1. Let's compare EV refineries and why I think $QPM is seriously under valued when compared to some of its peers.
2. $NVX current market cap $981m Au. Current plant(Capex 20m) producing 2k TPA of synthetic graphite for revenue of $20mil. Future plant upgrades to 25k TPA with Capex around $300mil+
3. $TLG market cap $442mil.
Just raised 30mil to build a pilot plant(200 TPA) for natural graphite

Now TLG plans to build a 19k TPA plant($174mil us)selling its Talnode for $11k(EBITDA 147mil us) on one slide but on the other it says $2.5k($45mil.us similar to other nat spheric)
4. $EGR current market cap $141mil planning to build a 20k TPA natural spherical plant for $70mil+ us with an EBITDA of $35mil us.

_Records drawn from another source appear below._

#[cfg(test)]
mod tests {
    use super::*;
    use rand::{rngs::StdRng, SeedableRng};

    fn layout(width: usize, mines: &[Coordinate]) -> BitSet {
        mines
            .iter()
            .map(|&coordinate| index_from_coord(coordinate, width))
            .collect()
    }

    fn field(width: usize, height: usize, mines: &[Coordinate]) -> MineField {
        MineField::from_layout(width, height, &layout(width, mines)).unwrap()
    }

    fn revealed_tiles(field: &MineField) -> Vec<Coordinate> {
        (0..field.height())
            .flat_map(|row| (0..field.width()).map(move |column| (column, row)))
            .filter(|&(column, row)| field.tile(column, row).is_revealed())
            .collect()
    }

    fn brute_force_count(field: &MineField, column: usize, row: usize) -> u8 {
        let mut count = 0;
        for dc in -1..=1i64 {
            for dr in -1..=1i64 {
                if dc == 0 && dr == 0 {
                    continue;
                }
                let (c, r) = (column as i64 + dc, row as i64 + dr);
                if field.is_valid_tile(c, r) && field.tile(c as usize, r as usize).is_mine() {
                    count += 1;
                }
            }
        }
        count
    }

    #[test]
    fn construction_places_exact_mine_count() {
        for (seed, (width, height, mines)) in [(4, 4, 0), (9, 9, 10), (20, 20, 40), (3, 5, 14), (1, 2, 1)]
            .into_iter()
            .enumerate()
        {
            let mut rng = StdRng::seed_from_u64(seed as u64);
            let field = MineField::with_rng(width, height, mines, &mut rng).unwrap();

            assert_eq!(field.tiles.len(), width * height);
            assert_eq!(field.tiles.iter().filter(|t| t.is_mine()).count(), mines);
            assert!(field.tiles.iter().all(|t| !t.is_revealed() && !t.is_flagged()));
            assert!(field.tiles.iter().all(|t| t.neighbouring_mines().is_none()));
            assert_eq!(field.game_state(), GameState::Playing);
            assert_eq!(field.revealed_count(), 0);
            assert_eq!(field.mine_count(), mines);
        }
    }

    #[test]
    fn thread_rng_construction() {
        let field = MineField::new(16, 16, 40).unwrap();
        assert_eq!(field.tiles.iter().filter(|t| t.is_mine()).count(), 40);
    }

    #[test]
    fn invalid_configuration_is_rejected() {
        assert!(matches!(
            MineField::new(0, 5, 1),
            Err(Error::EmptyBoard { width: 0, height: 5 })
        ));
        assert!(matches!(
            MineField::new(5, 0, 0),
            Err(Error::EmptyBoard { width: 5, height: 0 })
        ));
        assert!(matches!(
            MineField::new(3, 3, 9),
            Err(Error::TooManyMines { mines: 9, cells: 9 })
        ));
        assert!(matches!(
            MineField::new(3, 3, 100),
            Err(Error::TooManyMines { .. })
        ));
        assert!(matches!(
            validate(usize::MAX, 2, 0),
            Err(Error::BoardTooLarge { .. })
        ));
        assert_eq!(validate(3, 3, 8).unwrap(), 9);
    }

    #[test]
    fn layout_outside_board_is_rejected() {
        let layout = [12].into_iter().collect::<BitSet>();
        assert!(matches!(
            MineField::from_layout(3, 3, &layout),
            Err(Error::MineOutOfBounds { index: 12, cells: 9 })
        ));
    }

    #[test]
    fn neighbours_are_clipped() {
        let mut corner = neighbours((0, 0), 3, 3).collect::<Vec<_>>();
        corner.sort_unstable();
        assert_eq!(corner, vec![(0, 1), (1, 0), (1, 1)]);

        assert_eq!(neighbours((1, 0), 3, 3).count(), 5);
        assert_eq!(neighbours((1, 1), 3, 3).count(), 8);
        assert_eq!(neighbours((2, 2), 3, 3).count(), 3);
        assert_eq!(neighbours((0, 0), 1, 1).count(), 0);
        assert_eq!(neighbours((1, 0), 2, 1).collect::<Vec<_>>(), vec![(0, 0)]);
        assert!(neighbours((1, 1), 3, 3).all(|coordinate| coordinate != (1, 1)));
    }

    #[test]
    fn valid_tile_bounds() {
        let field = field(4, 2, &[]);
        assert!(field.is_valid_tile(0, 0));
        assert!(field.is_valid_tile(3, 1));
        assert!(!field.is_valid_tile(4, 0));
        assert!(!field.is_valid_tile(0, 2));
        assert!(!field.is_valid_tile(-1, 0));
        assert!(!field.is_valid_tile(0, -1));
    }

    #[test]
    #[should_panic(expected = "outside")]
    fn tile_out_of_bounds_panics() {
        // (3, 0) would alias (0, 1) in row-major storage
        let field = field(3, 2, &[]);
        field.tile(3, 0);
    }

    #[test]
    fn single_tile_board_is_won_immediately() {
        let mut field = field(1, 1, &[]);
        assert_eq!(field.reveal_tile(0, 0), GameState::Won);
        assert_eq!(field.tile(0, 0).neighbouring_mines(), Some(0));
        assert_eq!(field.revealed_count(), 1);
    }

    #[test]
    fn two_by_one_with_one_mine() {
        let mut field = field(2, 1, &[(0, 0)]);
        assert_eq!(field.reveal_tile(1, 0), GameState::Won);
        assert_eq!(field.tile(1, 0).neighbouring_mines(), Some(1));
        assert!(!field.tile(0, 0).is_revealed());
    }

    #[test]
    fn numbered_tile_does_not_cascade() {
        let mut field = field(3, 3, &[(1, 1)]);
        assert_eq!(field.reveal_tile(0, 0), GameState::Playing);
        assert_eq!(field.tile(0, 0).neighbouring_mines(), Some(1));
        assert_eq!(revealed_tiles(&field), vec![(0, 0)]);
        assert_eq!(field.revealed_count(), 1);
    }

    #[test]
    fn revealing_a_mine_loses_without_cascade() {
        let mut field = field(3, 3, &[(0, 0)]);
        assert_eq!(field.reveal_tile(0, 0), GameState::Lost);
        assert_eq!(revealed_tiles(&field), vec![(0, 0)]);
        assert_eq!(field.revealed_count(), 0);
        assert_eq!(field.tile(0, 0).neighbouring_mines(), None);
    }

    #[test]
    fn cascade_floods_open_board() {
        let mut field = field(5, 5, &[(4, 4)]);
        assert_eq!(field.reveal_tile(0, 0), GameState::Won);
        assert_eq!(field.revealed_count(), 24);
        assert!(!field.tile(4, 4).is_revealed());
        assert_eq!(field.tile(3, 3).neighbouring_mines(), Some(1));
        assert_eq!(field.tile(4, 3).neighbouring_mines(), Some(1));
        assert_eq!(field.tile(2, 2).neighbouring_mines(), Some(0));
    }

    #[test]
    fn cascade_stops_at_numbered_border() {
        // a wall of mines down the middle column
        let mut field = field(5, 3, &[(2, 0), (2, 1), (2, 2)]);
        assert_eq!(field.reveal_tile(0, 0), GameState::Playing);

        let mut expected = vec![(0, 0), (1, 0), (0, 1), (1, 1), (0, 2), (1, 2)];
        expected.sort_unstable_by_key(|&(c, r)| (r, c));
        assert_eq!(revealed_tiles(&field), expected);
        assert_eq!(field.revealed_count(), 6);
        assert_eq!(field.tile(1, 0).neighbouring_mines(), Some(2));
        assert_eq!(field.tile(1, 1).neighbouring_mines(), Some(3));
        assert_eq!(field.tile(1, 2).neighbouring_mines(), Some(2));
        assert!((0..3).all(|row| !field.tile(2, row).is_revealed()));
    }

    #[test]
    fn cascade_skips_flagged_tiles() {
        let mut field = field(3, 3, &[]);
        assert!(field.toggle_flag(2, 2));
        assert_eq!(field.reveal_tile(0, 0), GameState::Playing);
        assert_eq!(field.revealed_count(), 8);
        assert!(!field.tile(2, 2).is_revealed());
        assert!(field.tile(2, 2).is_flagged());

        assert!(field.toggle_flag(2, 2));
        assert_eq!(field.reveal_tile(2, 2), GameState::Won);
        assert_eq!(field.revealed_count(), 9);
    }

    #[test]
    fn flagged_tile_cannot_be_revealed() {
        let mut field = field(2, 2, &[(1, 1)]);
        field.toggle_flag(0, 0);
        assert_eq!(field.reveal_tile(0, 0), GameState::Playing);
        assert!(!field.tile(0, 0).is_revealed());

        field.toggle_flag(1, 1);
        assert_eq!(field.reveal_tile(1, 1), GameState::Playing);
        assert!(!field.tile(1, 1).is_revealed());
    }

    #[test]
    fn flag_toggles_and_ignores_revealed_tiles() {
        let mut field = field(3, 3, &[(1, 1)]);
        assert!(field.toggle_flag(2, 2));
        assert!(field.tile(2, 2).is_flagged());
        assert!(field.toggle_flag(2, 2));
        assert!(!field.tile(2, 2).is_flagged());

        assert_eq!(field.reveal_tile(0, 0), GameState::Playing);
        assert!(!field.toggle_flag(0, 0));
        assert!(!field.tile(0, 0).is_flagged());
    }

    #[test]
    fn flags_are_not_limited_by_mine_count() {
        let mut field = field(3, 3, &[(1, 1)]);
        for (column, row) in [(0, 0), (1, 0), (2, 0), (0, 1)] {
            assert!(field.toggle_flag(column, row));
        }
        assert_eq!(field.tiles.iter().filter(|t| t.is_flagged()).count(), 4);
    }

    #[test]
    fn revealing_twice_is_a_no_op() {
        let mut field = field(3, 3, &[(1, 1)]);
        field.reveal_tile(0, 0);
        field.reveal_tile(0, 0);
        assert_eq!(field.revealed_count(), 1);
    }

    #[test]
    fn finished_games_are_frozen() {
        let mut lost = field(3, 3, &[(1, 1)]);
        lost.toggle_flag(2, 2);
        assert_eq!(lost.reveal_tile(1, 1), GameState::Lost);
        let snapshot = lost.tiles.clone();

        assert_eq!(lost.reveal_tile(0, 0), GameState::Lost);
        assert!(!lost.toggle_flag(0, 1));
        assert!(!lost.toggle_flag(2, 2));
        assert_eq!(lost.tiles, snapshot);
        assert_eq!(lost.revealed_count(), 0);

        let mut won = field(2, 1, &[(0, 0)]);
        assert_eq!(won.reveal_tile(1, 0), GameState::Won);
        let snapshot = won.tiles.clone();

        assert_eq!(won.reveal_tile(0, 0), GameState::Won);
        assert!(!won.toggle_flag(0, 0));
        assert_eq!(won.tiles, snapshot);
    }

    #[test]
    fn counts_match_neighbourhood_on_random_boards() {
        for seed in 0..8 {
            let mut rng = StdRng::seed_from_u64(seed);
            let mut field = MineField::with_rng(12, 7, 15, &mut rng).unwrap();

            for row in 0..field.height() {
                for column in 0..field.width() {
                    if !field.tile(column, row).is_mine() {
                        field.reveal_tile(column, row);
                    }
                }
            }

            assert_eq!(field.game_state(), GameState::Won);
            assert_eq!(field.revealed_count(), 12 * 7 - 15);

            for row in 0..field.height() {
                for column in 0..field.width() {
                    let tile = field.tile(column, row);
                    assert_eq!(tile.is_revealed(), !tile.is_mine());
                    if tile.is_revealed() {
                        assert_eq!(
                            tile.neighbouring_mines(),
                            Some(brute_force_count(&field, column, row)),
                            "mismatch at ({column}, {row})"
                        );
                    }
                }
            }
        }
    }

    #[test]
    fn cascade_across_large_empty_board() {
        let mut field = field(1000, 1000, &[]);
        assert_eq!(field.reveal_tile(500, 500), GameState::Won);
        assert_eq!(field.revealed_count(), 1000 * 1000);
        assert!(field.tiles.iter().all(|t| t.neighbouring_mines() == Some(0)));
    }

    #[test]
    fn revealed_count_tracks_safe_revealed_tiles() {
        let mut rng = StdRng::seed_from_u64(42);
        let mut field = MineField::with_rng(10, 10, 20, &mut rng).unwrap();

        for (column, row) in [(0, 0), (9, 9), (5, 5), (3, 7), (7, 2)] {
            if field.tile(column, row).is_mine() {
                continue;
            }
            field.reveal_tile(column, row);
            let safe_revealed = field
                .tiles
                .iter()
                .filter(|t| t.is_revealed() && !t.is_mine())
                .count();
            assert_eq!(field.revealed_count(), safe_revealed);
            assert!(field.tiles.iter().all(|t| !(t.is_mine() && t.is_revealed())));
        }
    }
}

5. So out of these 3, $NVX is infront generating $20m and aiming to have an upgraded plant by 2022-2025. Next $EGR already has a pilot and and is looking for funding for its production plant. Lastly $TLG just starting to build pilot plant with production plant sometime in 2023/25
6. $QPM current market cap $60mil. Already has a pilot plant and production plant(Capex $554mil AU) and would only take 12months to build with EBITDA $261 mil AU
7. Keep in mind $QPM DNI refinery process in a cleaner alternative to traditional methods and similar in concept to NVX DPMG. The main difference is DNI has been piloted for the past 8/10yrs and is commercially viable and ready today
8. Lastly Nickel > Graphite and when comparing $QPM to these graphite( $NVX, $TLG, $EGR) refiners I believe $QPM is seriously undervalued. If the EV sector is going to continue to boom. Then the tide is going to continue to rise and all ships in the ocean along with it.